## TRY IT
Take each line from the entries that holds "crate" and copy it out.
------------------------------------
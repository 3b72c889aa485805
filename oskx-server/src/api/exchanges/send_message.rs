use axum::{
    Json,
    extract::{Path, State},
    http::StatusCode,
    response::IntoResponse,
};
use kanau::processor::Processor;
use oskx_core::services::SendExchangeMessage;
use oskx_sdk::objects::SendMessageRequest;
use uuid::Uuid;

use super::to_message_response;
use crate::api::ApiError;
use crate::api::extractors::Actor;
use crate::state::AppState;

/// `POST /{exchange_id}/messages` — send a chat message.
///
/// The durable copy is returned and simultaneously broadcast to the
/// exchange room, sender included.
pub(super) async fn send_message(
    state: State<AppState>,
    Actor(actor_id): Actor,
    Path(exchange_id): Path<Uuid>,
    Json(payload): Json<SendMessageRequest>,
) -> Result<impl IntoResponse, ApiError> {
    let message = state
        .engine
        .process(SendExchangeMessage {
            exchange_id,
            actor_id,
            content: payload.content,
            kind: payload.kind.into(),
        })
        .await?;
    Ok((StatusCode::CREATED, Json(to_message_response(&message))))
}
------------------------------------
## OUTPUT OF THE EXERCISE
use crate::api::ApiError;
use crate::api::extractors::Actor;
use crate::state::AppState;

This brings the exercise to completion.